Les White Paintings sont-elles des œuvres d’art ? À la fois monochrome et ready-made, elles posent ces questions : à partir de
  quand y a t-il œuvre ? quel est le rôle de l’artiste ? Montées sur
  châssis, elles se distinguent d’un simple mur qui ne susciterait aucune réaction.
  Leur composition en plusieurs panneaux fait apparaitre un rythme, des signes, une
  croix, un espace répétitif... qui provoque le regard. La main de l’artiste n’est
  pas indispensable à leur reconfection – Rauschenberg confie cette tache à
  son assistant Brice Marden [11] ,
  en 1968. 
  Les White Paintings ont la faculté de
  susciter le débat, elles sont à ce titre des œuvres conceptuelles. 
Rauschenberg réalise par la suite la série des Black Paintings qui répond à une tout autre logique, celle de l’occultation. Il s’agit alors, non plus de laisser le monde se refléter sur une surface blanche, mais de recouvrir des collages d’une épaisse couche de noir.

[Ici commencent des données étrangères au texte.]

//! Clean and locate against a file-system output directory.

use crate::integration::test_utils::contract_store;
use modelgen::context::{ContextSettings, GenerationContext};
use modelgen::emit::FsEmitter;
use modelgen::error::ApiError;
use modelgen::orchestrator::{BuildKind, BuildRequest, BuildState, Orchestrator};
use std::path::PathBuf;
use std::sync::Arc;
use tempfile::TempDir;

fn setup(dir: &TempDir) -> Orchestrator {
    Orchestrator::with_standard_builders(
        contract_store(),
        Arc::new(FsEmitter::new(dir.path()).unwrap()),
        GenerationContext::with_builtin_datatypes(ContextSettings::new("motor")),
    )
}

#[test]
fn test_clean_removes_derived_artifacts_only() {
    let dir = TempDir::new().unwrap();
    let orchestrator = setup(&dir);
    let built = orchestrator
        .run_build(&BuildRequest::new(), BuildKind::Full)
        .unwrap();
    std::fs::write(dir.path().join("README.md"), "keep me").unwrap();
    std::fs::write(dir.path().join("motor/internal/Helper.java"), "class Helper {}").unwrap();

    let report = orchestrator.clean().unwrap();
    assert_eq!(report.state, BuildState::Done);
    assert!(report.kind.is_none());
    assert_eq!(report.deleted.len(), built.artifacts.len());
    assert!(orchestrator.cache().is_empty());

    for record in &built.artifacts {
        assert!(!dir.path().join(&record.path).exists(), "{:?}", record.path);
    }
    assert!(dir.path().join("README.md").exists());
    assert!(dir.path().join("motor/internal/Helper.java").exists());

    // nothing left to remove
    assert!(orchestrator.clean().unwrap().deleted.is_empty());
}

#[test]
fn test_locate_types_and_generations() {
    let dir = TempDir::new().unwrap();
    let orchestrator = setup(&dir);

    assert_eq!(
        orchestrator.locate("motor.Contract").unwrap(),
        vec![
            PathBuf::from("motor/IContract.java"),
            PathBuf::from("motor/IContractGen.java"),
            PathBuf::from("motor/internal/Contract.java"),
            PathBuf::from("motor/internal/ContractGen_20240101.java"),
        ]
    );
    assert_eq!(
        orchestrator.locate("motor.Contract@2024-01-01").unwrap(),
        vec![PathBuf::from("motor/internal/ContractGen_20240101.java")]
    );
    assert!(matches!(
        orchestrator.locate("motor.Nothing"),
        Err(ApiError::UnknownObject(name)) if name == "motor.Nothing"
    ));
    // locating writes nothing
    assert_eq!(std::fs::read_dir(dir.path()).unwrap().count(), 0);
}
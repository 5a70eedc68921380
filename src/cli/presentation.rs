//! CLI presentation: text and json renderings of build reports and locate results.

use crate::cli::parse::OutputFormat;
use crate::diagnostics::Severity;
use crate::emit::WriteResult;
use crate::error::ApiError;
use crate::orchestrator::{BuildReport, BuildState};
use comfy_table::{presets, Table};
use owo_colors::OwoColorize;
use std::path::PathBuf;

fn to_json<T: serde::Serialize>(value: &T) -> Result<String, ApiError> {
    serde_json::to_string_pretty(value).map_err(|e| ApiError::Output(e.to_string()))
}

pub fn format_build_report(report: &BuildReport, format: OutputFormat) -> Result<String, ApiError> {
    match format {
        OutputFormat::Json => to_json(report),
        OutputFormat::Text => Ok(format_build_report_text(report)),
    }
}

fn format_build_report_text(report: &BuildReport) -> String {
    let operation = match report.kind {
        Some(kind) => format!("{} build", kind),
        None => "clean".to_string(),
    };
    let state = if report.is_failed() {
        format!("{}", report.state.red().bold())
    } else {
        format!("{}", report.state.green().bold())
    };
    let mut out = format!(
        "{} {} in {} ms: {} objects, {} created, {} updated, {} unchanged, {} deleted",
        operation,
        state,
        report.duration_ms,
        report.objects,
        report.count(WriteResult::Created),
        report.count(WriteResult::Updated),
        report.count(WriteResult::Unchanged),
        report.deleted.len(),
    );

    let written: Vec<_> = report.written().collect();
    if !written.is_empty() {
        let mut table = Table::new();
        table.load_preset(presets::UTF8_FULL);
        table.set_header(vec!["Path", "Builder", "Source", "Surface", "Result"]);
        for record in written {
            let surface = if record.internal { "internal" } else { "published" };
            table.add_row(vec![
                record.path.display().to_string(),
                record.builder.clone(),
                record.source.clone().unwrap_or_else(|| "-".to_string()),
                surface.to_string(),
                record.result.to_string(),
            ]);
        }
        out.push_str("\n\n");
        out.push_str(&table.to_string());
    }

    if !report.deleted.is_empty() {
        out.push_str(&format!("\n\n{}", "Deleted:".bold()));
        for path in &report.deleted {
            out.push_str(&format!("\n  - {}", path.display()));
        }
    }

    if !report.diagnostics.is_empty() {
        let mut table = Table::new();
        table.load_preset(presets::UTF8_FULL);
        table.set_header(vec!["Severity", "Code", "Object", "Builder", "Message"]);
        for diagnostic in &report.diagnostics {
            let severity = match diagnostic.severity {
                Severity::Error => "error",
                Severity::Warning => "warning",
                Severity::Info => "info",
            };
            table.add_row(vec![
                severity.to_string(),
                diagnostic.code.to_string(),
                diagnostic.object_name.clone(),
                diagnostic.builder.clone().unwrap_or_else(|| "-".to_string()),
                diagnostic.message.clone(),
            ]);
        }
        out.push_str(&format!("\n\n{} ({}):\n", "Diagnostics".bold(), report.diagnostics.len()));
        out.push_str(&table.to_string());
    }

    if report.state == BuildState::Failed && report.kind.is_some() {
        out.push_str("\n\nThe pass did not complete; artifacts written so far were kept.");
    }
    out
}

pub fn format_locate_result(name: &str, paths: &[PathBuf], format: OutputFormat) -> Result<String, ApiError> {
    match format {
        OutputFormat::Json => to_json(&serde_json::json!({ "object": name, "paths": paths })),
        OutputFormat::Text if paths.is_empty() => Ok(format!("{} produces no artifacts.", name)),
        OutputFormat::Text => Ok(paths
            .iter()
            .map(|p| p.display().to_string())
            .collect::<Vec<_>>()
            .join("\n")),
    }
}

En savoir plus sur Robert Rauschenberg, consulter le dossier Robert Rauschenberg, Combines 1953-1964.
Ad Reinhardt
Ad Reinhardt, 1913, Buffalo (États-Unis) – 1967, New York (États-Unis)
Ad Reinhardt, Ultimate Painting n° 6, 1960
(Dernière peinture n°6)
  Huile sur toile, 153 x 153 cm
Les ambitions d’Ad Reinhardt, grand amateur de paradoxes et chercheur d’absolu, paraissent à l’opposé de ce qu’il montre. Sa dernière série d’œuvres, les Ultimate Paintings, réalisées du début des années 1960 jusqu’à sa mort en 1967, sont des tableaux noirs d’une seule taille, carrés, de 5 pieds sur 5, comme il les définit lui-même. Elles sont qualifiées de son vivant, de vides, de répétitives et terriblement provocatrices. Pourtant, Reinhardt est un des grands artistes américains qui ont renouvelé l’art et la pensée sur l’art de leur temps.
Ad Reinhardt est aux antipodes des expressionnistes abstraits dont il dénonce la peinture gestuelle. Mais il partage avec eux, dès la fin des années 1940, la recherche d’une peinture d’où tout centre est exclu au profit d’un espace all-over. [12] Après ses Abstract Paintings, tableaux unicolores aux variations presque imperceptibles, il simplifie encore la forme et la couleur qu’il limite, à partir de 1953, à une surface proche du noir.
Les Black Paintings sont l’expression de ce qu’il est encore possible de peindre une fois appliquées
  les Douze règles pour une nouvelle
  académie, règles qui définissent ce que n’est pas la peinture : une
  texture, un dessin, une couleur, une lumière, un espace, un temps, un objet, un
  sujet…  [13] 
  A contrario des dogmes duchampiens et de leur renouveau néo-dada avec des
  artistes tels que Robert Rauschenberg, Reinhardt proclame que ce n’est pas le
  spectateur qui fait l’art, que l’art n’est pas la vie. L’art vient de l’art,
  l’artiste des artistes qui l’ont précédé, l’atelier est le seul territoire qui
  identifie l’œuvre, ce n’est pas au musée de dire ce qui est ou pas de l’art...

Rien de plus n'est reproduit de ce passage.